Des lunettes déremboursées, une mutuelle qui flambe et des soins médicaux moins bien pris en charge? C’est le prix à payer pour résorber la dette sociale, affirme la Cour des comptes. Estimée à 26,1 M€ en 2013 elle pourrait même atteindre les 98?milliards en 2018, sous l’effet du transfert à la Cades des déficits des régimes de retraites. De longues années d’efforts budgétaires en perspective. Et un nouveau coup de massue pour les ménages les plus modestes dont les dépenses contraintes – loyer, téléphone, assurances, eau et électricité – peuvent grimper jusqu’à 87%. Ceux-là ne perçoivent pas les récents sursauts haussiers de la croissance, comme l’annoncent les économistes financiers. Et redoutent d’ouvrir leur boîte aux lettres de peur d’y trouver leur avis d’imposition.
C’est à ces consommateurs, justement, que s’intéresse Michel-édouard Leclerc. En chevalier blanc du pouvoir d’achat, le patron des Centres Leclerc s’est logiquement emparé de la question des tests de grossesse. Se rangeant – une fois n’est pas coutume – du côté du gouvernement, favorable à la libéralisation d’un marché de 37 M€, aujourd’hui exclusivement détenu par les officines pharmaceutiques. “Une forme de rente économique” dénoncée par Benoît Hamon, ministre délégué à l’Économie sociale et solidaire, et une injustice sociale, pour la ministre des Droits des Femmes, Najat Vallaud-Belkacem qui rappelle, sur son blog, que “toutes les femmes n’ont pas accès à ces dispositifs en raison de leurs coûts”. Leur front commun? Réduire le coût de ces tests en autorisant leur vente à la grande distribution et les rendre, de fait, plus accessibles.

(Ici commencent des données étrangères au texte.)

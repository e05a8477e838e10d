//! SQLite storage bootstrap and schema migration entry points.
//!
//! # Responsibility
//! - Open and configure SQLite connections for the platform registry and
//!   the tenant region databases.
//! - Apply schema migrations in deterministic order, per schema.
//! - Own the two handles a tenant-bound service works with.
//!
//! # Invariants
//! - Migration version is tracked via `PRAGMA user_version`.
//! - Core code must not read/write application data before migrations succeed.

use std::error::Error;
use std::fmt::{Display, Formatter};

mod handles;
pub mod migrations;
mod open;

pub use handles::DatabaseHandles;
pub use open::{open_db, open_db_in_memory};

pub type DbResult<T> = Result<T, DbError>;

/// Logical database a connection is bootstrapped for.
#[derive(Debug, Clone, Copy, PartialEq, Eq)]
pub enum Schema {
    /// Platform-level registry: tenants and platform-defined roles.
    Platform,
    /// Tenant region: users, roles, sites and access grants per tenant.
    Region,
}

impl Schema {
    pub fn as_str(self) -> &'static str {
        match self {
            Self::Platform => "platform",
            Self::Region => "region",
        }
    }
}

#[derive(Debug)]
pub enum DbError {
    Sqlite(rusqlite::Error),
    UnsupportedSchemaVersion {
        schema: Schema,
        db_version: u32,
        latest_supported: u32,
    },
}

impl Display for DbError {
    fn fmt(&self, f: &mut Formatter<'_>) -> std::fmt::Result {
        match self {
            Self::Sqlite(err) => write!(f, "{err}"),
            Self::UnsupportedSchemaVersion {
                schema,
                db_version,
                latest_supported,
            } => write!(
                f,
                "{} database schema version {db_version} is newer than supported {latest_supported}",
                schema.as_str()
            ),
        }
    }
}

impl Error for DbError {
    fn source(&self) -> Option<&(dyn Error + 'static)> {
        match self {
            Self::Sqlite(err) => Some(err),
            Self::UnsupportedSchemaVersion { .. } => None,
        }
    }
}

impl From<rusqlite::Error> for DbError {
    fn from(value: rusqlite::Error) -> Self {
        Self::Sqlite(value)
    }
}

Casser les monopoles pour vendre moins cher, au plus grand nombre, voilà un message fort démocratique, à l’heure où les inégalités sociales se creusent. À en croire l’économiste Thomas Piketty, la France d’aujourd’hui ressemble à celle du Père Goriot: mieux vaut hériter que travailler puisque la rente du capital rapporte, en net, près de 5% par an, quand la croissance économique ne dépasse pas les 1%. Quid des 90% de la population qui ne fait pas partie de ces 10% les plus riches? Et bien, comme tout le monde, ils mangent, s’habillent, font les courses de rentrée pour les enfants et leurs achats à Noël… En bref, ils consomment. Un peu moins et un peu moins cher: les distributeurs l’ont compris, en se battant à coup de comparateurs de prix.

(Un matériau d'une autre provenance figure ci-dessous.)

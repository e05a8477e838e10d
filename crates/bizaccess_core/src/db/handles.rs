//! Owned pair of database handles used by tenant-bound services.
//!
//! # Responsibility
//! - Acquire the platform registry handle and the tenant region handle as
//!   one unit.
//! - Release both on every exit path, including partial acquisition.
//! - Expose begin/commit/rollback on the region handle.
//!
//! # Invariants
//! - A `DatabaseHandles` value always holds two migrated connections.
//! - If the region handle cannot be opened, the platform handle is released
//!   before the error is returned.

use super::{open_db, open_db_in_memory, DbError, DbResult, Schema};
use crate::config::{DbLocation, ServiceConfig};
use log::{error, info, warn};
use rusqlite::Connection;

/// Platform registry and tenant region connections owned together.
#[derive(Debug)]
pub struct DatabaseHandles {
    platform: Connection,
    region: Connection,
}

impl DatabaseHandles {
    /// Opens both databases described by `config`.
    pub fn open(config: &ServiceConfig) -> DbResult<Self> {
        let platform = open_location(&config.platform_db, Schema::Platform)?;
        let region = match open_location(&config.region_db, Schema::Region) {
            Ok(conn) => conn,
            Err(err) => {
                warn!(
                    "event=handles_open module=db status=error error_code=region_open_failed action=release_platform"
                );
                drop(platform);
                return Err(err);
            }
        };

        Ok(Self { platform, region })
    }

    /// Wraps connections that were already opened with `open_db` or
    /// `open_db_in_memory` for their matching schema.
    pub fn from_connections(platform: Connection, region: Connection) -> Self {
        Self { platform, region }
    }

    /// Tenant registry connection.
    pub fn platform(&self) -> &Connection {
        &self.platform
    }

    /// Tenant region connection.
    pub fn region(&self) -> &Connection {
        &self.region
    }

    /// Starts a transaction on the region handle.
    pub fn begin_transaction(&self) -> DbResult<()> {
        self.region.execute_batch("BEGIN IMMEDIATE;")?;
        Ok(())
    }

    /// Commits the open region transaction.
    pub fn commit_transaction(&self) -> DbResult<()> {
        self.region.execute_batch("COMMIT;")?;
        Ok(())
    }

    /// Rolls back the open region transaction.
    pub fn rollback_transaction(&self) -> DbResult<()> {
        self.region.execute_batch("ROLLBACK;")?;
        Ok(())
    }

    /// Closes both handles, region first.
    ///
    /// Both closes are always attempted; the first failure is returned.
    pub fn close(self) -> DbResult<()> {
        let Self { platform, region } = self;
        let region_result = close_connection(region, Schema::Region);
        let platform_result = close_connection(platform, Schema::Platform);
        region_result.and(platform_result)
    }
}

fn open_location(location: &DbLocation, schema: Schema) -> DbResult<Connection> {
    match location {
        DbLocation::File(path) => open_db(path, schema),
        DbLocation::Memory => open_db_in_memory(schema),
    }
}

fn close_connection(conn: Connection, schema: Schema) -> DbResult<()> {
    match conn.close() {
        Ok(()) => {
            info!(
                "event=db_close module=db status=ok schema={}",
                schema.as_str()
            );
            Ok(())
        }
        Err((_conn, err)) => {
            error!(
                "event=db_close module=db status=error schema={} error_code=db_close_failed error={}",
                schema.as_str(),
                err
            );
            Err(DbError::Sqlite(err))
        }
    }
}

Mais il y a un hic. Proposer le moins cher a un coût. Et tirer les prix des fournisseurs vers le bas, un arrière-goût de casse sociale. Au printemps dernier, c’est aux forceps que le gouvernement avait obtenu de Leclerc et Carrefour qu’ils revalorisent le prix du lait à 34 centimes le litre, pour sauver une filière en péril. Et déjà, les industriels redoutent les nouvelles négociations tarifaires qui débuteront en octobre prochain. La face cachée – et pas la moins sombre – de cette course aux prix bas, si chère à nos enseignes, c’est aussi cette aptitude à massifier les volumes pour minimiser les coûts, en passant par des centrales d’achat européennes. C’est notamment le cas des indépendants Leclerc, Système U et Intermarché, quand Carrefour et Casino disposent de leur propre structure internationale.
À première vue, quoi de plus normal? Qui pourrait, en effet, dans une économie de marché, reprocher à une entreprise de s’allier avec des partenaires européens pour profiter des effets de volumes? On gagne de la marge, on baisse les prix et tout le monde est content. Oui mais. Quand ces plateformes deviennent des outils d’optimisation fiscale, comme le suggère le sénateur UDI Jean Arthuis, le discours égalitaire en prend un coup. Idem quand le champion du web, Amazon, échappe à la TVA et creuse le manque à gagner de 30 M€ de recettes par an pour l’État. Car si, d’un côté, on se vante de proposer des prix bas ou de porter haut les couleurs du made in France, tandis que de l’autre, on ne participe pas à l’effort de désendettement qui s’accroît – la dette publique devrait atteindre 95,1% du PIB fin 2014- alors, on contribue à alourdir la note fiscale des Français. Et à grever, indirectement, leur budget consommation. Libéraliser le marché sans déshabiller le fisc, c’est, aussi, une façon de soutenir le pouvoir d’achat.